Para abordar este proceso de internalización, Castillo dibuja tres líneas de actuación. El primer punto es seleccionar y priorizar mercados. Para ello, los criterios más frecuentes que harán que una empresa se decante por un lugar en concreto serán la lengua, la distancia que hay entre España y el destino, así como su diferencia horaria. La seguridad jurídica, los aranceles u otras barreras fiscales o legales, las comunicaciones físicas disponibles y las similitudes con la legislación española también serán aspectos decisivos, entre otros. 

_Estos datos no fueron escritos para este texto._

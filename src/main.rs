use anyhow::{anyhow, Result};
use clap::Parser;
use notisync::config::{Cli, Config};
use notisync::details::compose_message;
use notisync::session::SyncSession;
use notisync::version;
use std::fs::File;
use tokio::select;
use tracing::{info, level_filters::LevelFilter, warn};

#[tokio::main]
async fn main() -> Result<()> {
    let cli = Cli::parse();

    let config = match cli.conf.as_deref() {
        Some(path) if std::path::Path::new(path).exists() => {
            Config::load(path).expect("Failed to load config")
        }
        _ => Config::default(),
    };

    let mut log_fmt = tracing_subscriber::fmt();
    if let Some(ref level) = config.log_level {
        if let Ok(lv) = level.as_str().parse::<LevelFilter>() {
            log_fmt = log_fmt.with_max_level(lv);
        }
    }

    if let Some(ref log_file) = config.log_file {
        let file = File::create(log_file).expect("Failed to create log file");
        let (non_blocking, _guard) = tracing_appender::non_blocking(file);
        log_fmt.with_writer(non_blocking).try_init().ok();
    } else {
        log_fmt.try_init().ok();
    }

    let account = cli
        .account
        .or_else(|| config.account.clone())
        .ok_or_else(|| anyhow!("no account given; pass --account or set it in the config"))?;

    info!("starting {}", version::get_useragent());
    let session = SyncSession::new(&config, account);

    let _subscription = session.store().subscribe(|snapshot| {
        info!(
            unread = snapshot.unread_count,
            total = snapshot.items.len(),
            "notification list updated"
        );
    });

    let mut alert_rx = session.alerts().subscribe_alerts();
    tokio::spawn(async move {
        while let Ok(alert) = alert_rx.recv().await {
            info!(severity = ?alert.severity, "alert: {}", alert.message);
        }
    });

    let mut refresh_rx = session.alerts().subscribe_refresh();
    tokio::spawn(async move {
        while refresh_rx.recv().await.is_ok() {
            info!("dependent views asked to re-pull");
        }
    });

    if let Err(e) = session.initialize().await {
        warn!("initial snapshot failed, will keep the push channel: {}", e);
    }

    // What a view adapter would do for visible transaction rows: enrich and
    // log the refined message, falling back to the generic form.
    for item in session
        .store()
        .list()
        .iter()
        .filter(|n| n.kind.is_transaction())
        .take(5)
    {
        let Some(reference) = item.transaction_ref() else {
            continue;
        };
        let message = match session.details().get_details(reference).await {
            Ok(details) => compose_message(&item.kind, Some(&details)),
            Err(_) => compose_message(&item.kind, None),
        };
        info!(id = %item.id, "{}", message);
    }

    select! {
        _ = tokio::signal::ctrl_c() => {
            info!("Received CTRL+C, shutting down");
        }
    }
    session.teardown();
    Ok(())
}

Además de esto, la empresa tiene que analizar sus propias capacidades, en cuanto a organización para ver a qué profesionales destinan a esta tarea. También hay que estudiar la rentabilidad de la empresa y definir el circuito de prestación de los servicios. Es decir, cómo se van a comercializar (política de precios, si se optará por la venta a través de página web o cómo se van a promocionar). Si bien definir una estrategia de marketing y marca es importante, Castillo señala que "no se trata de hacer campañas en Facebook o en Adwords, sino trabajar también las relaciones con otras empresas, ya que esto es la clave del éxito".  

Además, basándose en la regla de Pareto, recuerda que no es necesario salir al extranjero con todos los servicios que tiene una compañía, sino empezar por alguno para ver cómo actúa el mercado. 

A esta radiografía interna de la empresa hay que añadir un dibujo del exterior que permita hacer una aproximación a la evolución del mercado objetivo, a su competencia, a sus clientes, proveedores y al entorno de negocio (subvenciones, sinergias con otras empresas, ayudas o infraestructuras de comunicación y transporte disponibles en la zona). 

El segundo punto que establecen es la estrategia de entrada al mercado. 

Fuente: Practical Team

Una vez decidido el punto del mapa al que se va a dirigir una empresa hay que establecer un control del proceso, ver cuál es la inversión que se puede destinar, así como los costes fijos y variables que se pueden asumir, pero también el riesgo. 

Y, en tercer lugar, se encuentra el acceso al mercado y el análisis de las barreras de entrada. Para ello, Paloma Castillo describe una fórmula de entrada basada en prestar atención a seis pilares: producto, precio, promoción, distribución, personas y procesos. "Con este análisis, los problemas deberían eliminarse de la ecuación", concluye.